Saved entries
--*--
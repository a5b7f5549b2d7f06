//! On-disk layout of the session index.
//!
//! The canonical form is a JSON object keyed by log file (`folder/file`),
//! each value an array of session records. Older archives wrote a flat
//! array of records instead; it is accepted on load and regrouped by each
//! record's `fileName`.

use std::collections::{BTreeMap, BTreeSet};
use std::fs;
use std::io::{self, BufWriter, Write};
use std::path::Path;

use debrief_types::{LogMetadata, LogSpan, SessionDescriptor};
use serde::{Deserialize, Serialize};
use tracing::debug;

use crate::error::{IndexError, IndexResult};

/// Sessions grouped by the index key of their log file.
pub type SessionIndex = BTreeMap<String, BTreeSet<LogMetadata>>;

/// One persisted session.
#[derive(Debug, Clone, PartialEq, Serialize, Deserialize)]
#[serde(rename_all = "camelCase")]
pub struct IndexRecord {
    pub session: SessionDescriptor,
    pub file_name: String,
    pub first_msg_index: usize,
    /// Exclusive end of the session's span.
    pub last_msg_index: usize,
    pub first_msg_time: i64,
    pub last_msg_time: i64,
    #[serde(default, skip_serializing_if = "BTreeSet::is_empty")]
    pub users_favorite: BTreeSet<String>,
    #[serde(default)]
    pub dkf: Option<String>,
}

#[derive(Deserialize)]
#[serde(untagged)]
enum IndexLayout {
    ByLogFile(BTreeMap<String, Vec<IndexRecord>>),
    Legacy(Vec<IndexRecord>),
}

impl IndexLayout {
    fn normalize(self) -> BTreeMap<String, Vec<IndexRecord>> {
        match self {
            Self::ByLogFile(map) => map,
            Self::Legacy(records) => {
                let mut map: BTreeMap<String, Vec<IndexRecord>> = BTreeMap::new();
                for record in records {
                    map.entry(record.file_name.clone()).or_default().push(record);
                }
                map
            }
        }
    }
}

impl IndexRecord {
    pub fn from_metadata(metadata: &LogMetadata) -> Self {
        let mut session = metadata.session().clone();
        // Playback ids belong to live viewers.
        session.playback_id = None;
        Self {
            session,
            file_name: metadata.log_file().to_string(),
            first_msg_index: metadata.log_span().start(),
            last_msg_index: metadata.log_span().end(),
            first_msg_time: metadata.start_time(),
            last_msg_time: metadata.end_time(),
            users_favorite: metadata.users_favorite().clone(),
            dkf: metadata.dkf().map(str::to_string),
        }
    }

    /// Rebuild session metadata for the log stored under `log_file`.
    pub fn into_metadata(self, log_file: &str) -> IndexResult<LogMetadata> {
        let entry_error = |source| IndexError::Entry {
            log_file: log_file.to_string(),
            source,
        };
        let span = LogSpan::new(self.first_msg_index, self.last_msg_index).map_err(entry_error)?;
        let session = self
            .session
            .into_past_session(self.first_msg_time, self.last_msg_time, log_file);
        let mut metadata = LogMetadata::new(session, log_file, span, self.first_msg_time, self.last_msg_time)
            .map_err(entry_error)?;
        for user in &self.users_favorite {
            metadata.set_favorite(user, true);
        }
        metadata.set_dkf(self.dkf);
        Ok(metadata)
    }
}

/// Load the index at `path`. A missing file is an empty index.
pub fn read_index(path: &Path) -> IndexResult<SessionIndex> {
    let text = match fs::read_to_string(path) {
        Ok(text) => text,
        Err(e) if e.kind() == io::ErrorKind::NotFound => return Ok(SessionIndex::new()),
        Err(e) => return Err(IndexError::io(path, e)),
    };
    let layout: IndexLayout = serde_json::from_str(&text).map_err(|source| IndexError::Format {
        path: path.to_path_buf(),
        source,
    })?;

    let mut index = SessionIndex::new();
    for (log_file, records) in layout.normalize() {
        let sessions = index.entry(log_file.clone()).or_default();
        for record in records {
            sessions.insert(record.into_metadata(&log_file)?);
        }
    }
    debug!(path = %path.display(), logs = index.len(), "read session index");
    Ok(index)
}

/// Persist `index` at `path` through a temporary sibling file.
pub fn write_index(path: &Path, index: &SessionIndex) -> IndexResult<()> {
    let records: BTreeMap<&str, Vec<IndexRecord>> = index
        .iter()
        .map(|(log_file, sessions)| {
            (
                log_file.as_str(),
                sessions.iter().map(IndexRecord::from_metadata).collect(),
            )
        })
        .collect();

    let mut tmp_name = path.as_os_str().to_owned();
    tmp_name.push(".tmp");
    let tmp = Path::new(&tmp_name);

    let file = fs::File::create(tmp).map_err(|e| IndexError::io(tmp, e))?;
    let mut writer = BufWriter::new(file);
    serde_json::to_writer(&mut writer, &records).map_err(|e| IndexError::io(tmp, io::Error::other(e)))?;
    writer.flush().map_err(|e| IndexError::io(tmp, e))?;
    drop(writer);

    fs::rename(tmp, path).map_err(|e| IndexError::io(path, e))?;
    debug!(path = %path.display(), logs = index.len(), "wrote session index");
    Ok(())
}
--*--
Task instructions:
Please copy out each line of the data in which the word "IndexLayout" occurs.

Answer space:
enum IndexLayout {
impl IndexLayout {
    let layout: IndexLayout = serde_json::from_str(&text).map_err(|source| IndexError::Format {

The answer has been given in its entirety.